Although increases in wages do keep up with increases in prices, many people doubt this point. In Chapter 17, Section 17.1, we discuss a survey Nobel Laurete Rober Shiller of Yale conducted of the general public’s views on inflation. He asked in the survey how “the effect of general inflation on wages or salary relates to your own experience or your own job.” The most populat response was: “The price increase will create extra profifs for my employer, who can now sell output for more; there will be no increase in my pay. My employer will see no reason to raise my pay.”

Recently, Stefanie Stantcheva of Harvard conducted a survey similar to Schiller’s and received similar responses:

“If there is a single and simple answer to the question ‘Why do we dislike inflation,’ it is because many individuals feel that it systematically erodes their purchasing power. Many people do not perceive their wage increases sufficiently to keep up with inflation rates, and they often believe that wages tend to rise at a much slower rate compared to prices.”
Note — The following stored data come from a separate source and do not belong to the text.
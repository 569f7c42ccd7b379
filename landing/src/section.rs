//! Landing-page sections and their per-kind configuration.
//!
//! DESIGN
//! ======
//! The section set is closed: six well-known keys, each carrying only its
//! own config shape. `Sections` stores one typed `Section<C>` per key, so
//! "every key is present" holds by construction and no runtime casts are
//! needed. `SectionConfig` is the owned tagged union used when a caller
//! replaces one config; `SectionConfigRef` is the borrowed view handed to
//! the renderer and the ordering helpers.
//!
//! On the wire a `Sections` value is an object keyed by section name:
//! `{"hero": {"enabled": true, "order": 1, "config": {...}}, ...}`.

#[cfg(test)]
#[path = "section_test.rs"]
mod section_test;

use serde::{Deserialize, Serialize};

// =============================================================================
// KEYS
// =============================================================================

/// Tag identifying one of the well-known landing-page sections.
#[derive(Debug, Clone, Copy, PartialEq, Eq, Hash, PartialOrd, Ord, Serialize, Deserialize)]
#[serde(rename_all = "lowercase")]
pub enum SectionKey {
    Hero,
    About,
    Stats,
    Social,
    Contact,
    Cta,
}

impl SectionKey {
    /// All keys in canonical order. Ordering ties fall back to this order.
    pub const ALL: [Self; 6] = [Self::Hero, Self::About, Self::Stats, Self::Social, Self::Contact, Self::Cta];

    #[must_use]
    pub fn as_str(self) -> &'static str {
        match self {
            Self::Hero => "hero",
            Self::About => "about",
            Self::Stats => "stats",
            Self::Social => "social",
            Self::Contact => "contact",
            Self::Cta => "cta",
        }
    }

    #[must_use]
    pub fn parse(raw: &str) -> Option<Self> {
        Self::ALL.into_iter().find(|key| key.as_str() == raw)
    }
}

// =============================================================================
// CONFIG SHAPES
// =============================================================================

#[derive(Debug, Clone, PartialEq, Serialize, Deserialize)]
#[serde(rename_all = "camelCase")]
pub struct HeroConfig {
    /// Main heading. Empty falls back to the creator's name.
    pub headline: String,
    pub subheadline: String,
    pub show_avatar: bool,
    pub show_location: bool,
}

#[derive(Debug, Clone, PartialEq, Serialize, Deserialize)]
#[serde(rename_all = "camelCase")]
pub struct AboutConfig {
    pub title: String,
    pub show_bio: bool,
    pub show_gallery: bool,
    /// Upper bound on gallery images rendered.
    pub max_gallery_items: u32,
}

#[derive(Debug, Clone, PartialEq, Serialize, Deserialize)]
#[serde(rename_all = "camelCase")]
pub struct StatsConfig {
    pub show_total_followers: bool,
    pub show_platform_breakdown: bool,
    pub show_engagement: bool,
}

#[derive(Debug, Clone, Copy, PartialEq, Eq, Serialize, Deserialize)]
#[serde(rename_all = "lowercase")]
pub enum SocialStyle {
    Icons,
    Buttons,
}

#[derive(Debug, Clone, PartialEq, Serialize, Deserialize)]
#[serde(rename_all = "camelCase")]
pub struct SocialConfig {
    pub title: String,
    pub show_instagram: bool,
    pub show_tiktok: bool,
    pub show_youtube: bool,
    pub style: SocialStyle,
}

#[derive(Debug, Clone, PartialEq, Serialize, Deserialize)]
#[serde(rename_all = "camelCase")]
pub struct ContactConfig {
    pub title: String,
    pub show_form: bool,
    pub show_email: bool,
    pub show_whatsapp: bool,
    pub button_text: String,
}

#[derive(Debug, Clone, Copy, PartialEq, Eq, Serialize, Deserialize)]
#[serde(rename_all = "lowercase")]
pub enum CtaStyle {
    Solid,
    Outline,
    Gradient,
}

#[derive(Debug, Clone, PartialEq, Serialize, Deserialize)]
#[serde(rename_all = "camelCase")]
pub struct CtaConfig {
    pub text: String,
    /// Link target. `None` points the button at the contact section.
    pub url: Option<String>,
    pub style: CtaStyle,
}

// =============================================================================
// SECTION
// =============================================================================

/// One landing-page block: visibility, position, and typed config.
#[derive(Debug, Clone, PartialEq, Serialize, Deserialize)]
pub struct Section<C> {
    pub enabled: bool,
    /// 1-based ordering key. Consumers treat it as a dense ranking.
    pub order: u32,
    pub config: C,
}

impl<C> Section<C> {
    #[must_use]
    pub fn new(enabled: bool, order: u32, config: C) -> Self {
        Self { enabled, order, config }
    }
}

/// The full, closed section set of a theme.
#[derive(Debug, Clone, PartialEq, Serialize, Deserialize)]
pub struct Sections {
    pub hero: Section<HeroConfig>,
    pub about: Section<AboutConfig>,
    pub stats: Section<StatsConfig>,
    pub social: Section<SocialConfig>,
    pub contact: Section<ContactConfig>,
    pub cta: Section<CtaConfig>,
}

impl Sections {
    #[must_use]
    pub fn is_enabled(&self, key: SectionKey) -> bool {
        match key {
            SectionKey::Hero => self.hero.enabled,
            SectionKey::About => self.about.enabled,
            SectionKey::Stats => self.stats.enabled,
            SectionKey::Social => self.social.enabled,
            SectionKey::Contact => self.contact.enabled,
            SectionKey::Cta => self.cta.enabled,
        }
    }

    #[must_use]
    pub fn order_of(&self, key: SectionKey) -> u32 {
        match key {
            SectionKey::Hero => self.hero.order,
            SectionKey::About => self.about.order,
            SectionKey::Stats => self.stats.order,
            SectionKey::Social => self.social.order,
            SectionKey::Contact => self.contact.order,
            SectionKey::Cta => self.cta.order,
        }
    }

    pub fn set_enabled(&mut self, key: SectionKey, enabled: bool) {
        *self.flags_mut(key).0 = enabled;
    }

    pub fn set_order(&mut self, key: SectionKey, order: u32) {
        *self.flags_mut(key).1 = order;
    }

    /// Borrow the config of one section.
    #[must_use]
    pub fn config(&self, key: SectionKey) -> SectionConfigRef<'_> {
        match key {
            SectionKey::Hero => SectionConfigRef::Hero(&self.hero.config),
            SectionKey::About => SectionConfigRef::About(&self.about.config),
            SectionKey::Stats => SectionConfigRef::Stats(&self.stats.config),
            SectionKey::Social => SectionConfigRef::Social(&self.social.config),
            SectionKey::Contact => SectionConfigRef::Contact(&self.contact.config),
            SectionKey::Cta => SectionConfigRef::Cta(&self.cta.config),
        }
    }

    /// Replace the config of the section matching the variant's key.
    pub fn set_config(&mut self, config: SectionConfig) {
        match config {
            SectionConfig::Hero(c) => self.hero.config = c,
            SectionConfig::About(c) => self.about.config = c,
            SectionConfig::Stats(c) => self.stats.config = c,
            SectionConfig::Social(c) => self.social.config = c,
            SectionConfig::Contact(c) => self.contact.config = c,
            SectionConfig::Cta(c) => self.cta.config = c,
        }
    }

    fn flags_mut(&mut self, key: SectionKey) -> (&mut bool, &mut u32) {
        match key {
            SectionKey::Hero => (&mut self.hero.enabled, &mut self.hero.order),
            SectionKey::About => (&mut self.about.enabled, &mut self.about.order),
            SectionKey::Stats => (&mut self.stats.enabled, &mut self.stats.order),
            SectionKey::Social => (&mut self.social.enabled, &mut self.social.order),
            SectionKey::Contact => (&mut self.contact.enabled, &mut self.contact.order),
            SectionKey::Cta => (&mut self.cta.enabled, &mut self.cta.order),
        }
    }
}

// =============================================================================
// TAGGED UNIONS
// =============================================================================

/// Owned config for exactly one section kind.
///
/// Serialized adjacently tagged: `{"section": "cta", "config": {...}}`.
#[derive(Debug, Clone, PartialEq, Serialize, Deserialize)]
#[serde(tag = "section", content = "config", rename_all = "lowercase")]
pub enum SectionConfig {
    Hero(HeroConfig),
    About(AboutConfig),
    Stats(StatsConfig),
    Social(SocialConfig),
    Contact(ContactConfig),
    Cta(CtaConfig),
}

impl SectionConfig {
    #[must_use]
    pub fn key(&self) -> SectionKey {
        match self {
            Self::Hero(_) => SectionKey::Hero,
            Self::About(_) => SectionKey::About,
            Self::Stats(_) => SectionKey::Stats,
            Self::Social(_) => SectionKey::Social,
            Self::Contact(_) => SectionKey::Contact,
            Self::Cta(_) => SectionKey::Cta,
        }
    }
}

/// Borrowed config for one section. Serializes as the bare config object.
#[derive(Debug, Clone, Copy, PartialEq, Serialize)]
#[serde(untagged)]
pub enum SectionConfigRef<'a> {
    Hero(&'a HeroConfig),
    About(&'a AboutConfig),
    Stats(&'a StatsConfig),
    Social(&'a SocialConfig),
    Contact(&'a ContactConfig),
    Cta(&'a CtaConfig),
}

impl SectionConfigRef<'_> {
    #[must_use]
    pub fn to_owned_config(self) -> SectionConfig {
        match self {
            Self::Hero(c) => SectionConfig::Hero(c.clone()),
            Self::About(c) => SectionConfig::About(c.clone()),
            Self::Stats(c) => SectionConfig::Stats(c.clone()),
            Self::Social(c) => SectionConfig::Social(c.clone()),
            Self::Contact(c) => SectionConfig::Contact(c.clone()),
            Self::Cta(c) => SectionConfig::Cta(c.clone()),
        }
    }
}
A recent working paper by Joao Guerreiro of UCLA, Jonathon Hazell of the London School of Economics, Chen Lian of UC Berkeley, and Christina Patterson of the University of Chicago throws additional light on the reasons that people are skeptical that once the market adjusts, their wages will keep up with inflation. Economists typically think of the real wage as adjusting to clear the labor market. If inflation temporarily reduces the real wage, the nominal wage will increase to restore the market-clearing value of the real wage.

But the authors of thei paper note that, in practice, to receive an increase in your nominal wage you need to either 1)ask your employer to increase your wage, or 2) find another job that pays a higher nominal wage. They note that both of these approachs result in “conflict”: “We argue that workers must take costly actions (‘conflict’) to have nominal wages catch up with inflation, meaning there are welfare costs even if real wages do not fall as inflation rises.” The results of a survey they undertook revealed that:

“A significant portion of workers say they took costly actions—that is, they engaged in conflict—to achieve higher wage growth than their employer offered. These actions include having tough conversations with employers about pay, partaking in union activity, or soliciting job offers.”

Their result is consistent with data showing that workers who switch jobs receive larger wage increases than do workers who remain in their jobs. The following figure is from the Federal Reserve Bank of Cleveland and shows the increase in the median nominal hourly wage over the previous year for workers who stayed in their job over that period (brown line) and for workers who switched jobs (gray line).

Job switchers consistently earn larger wage increases than do job stayers with the difference being particularly large during the high inflation period of 2022 and 2023. For instance, in July 2022, job switchers earned average wage increases of 8.5 percent compared with average increases of 5.9 percent for job stayers.

The fact that to keep up with inflation workers have to either change jobs or have a potentially contentious negotiation with their employer provides another reason why the recent period of high inflation led to widespread discontent with the state of the U.S. economy.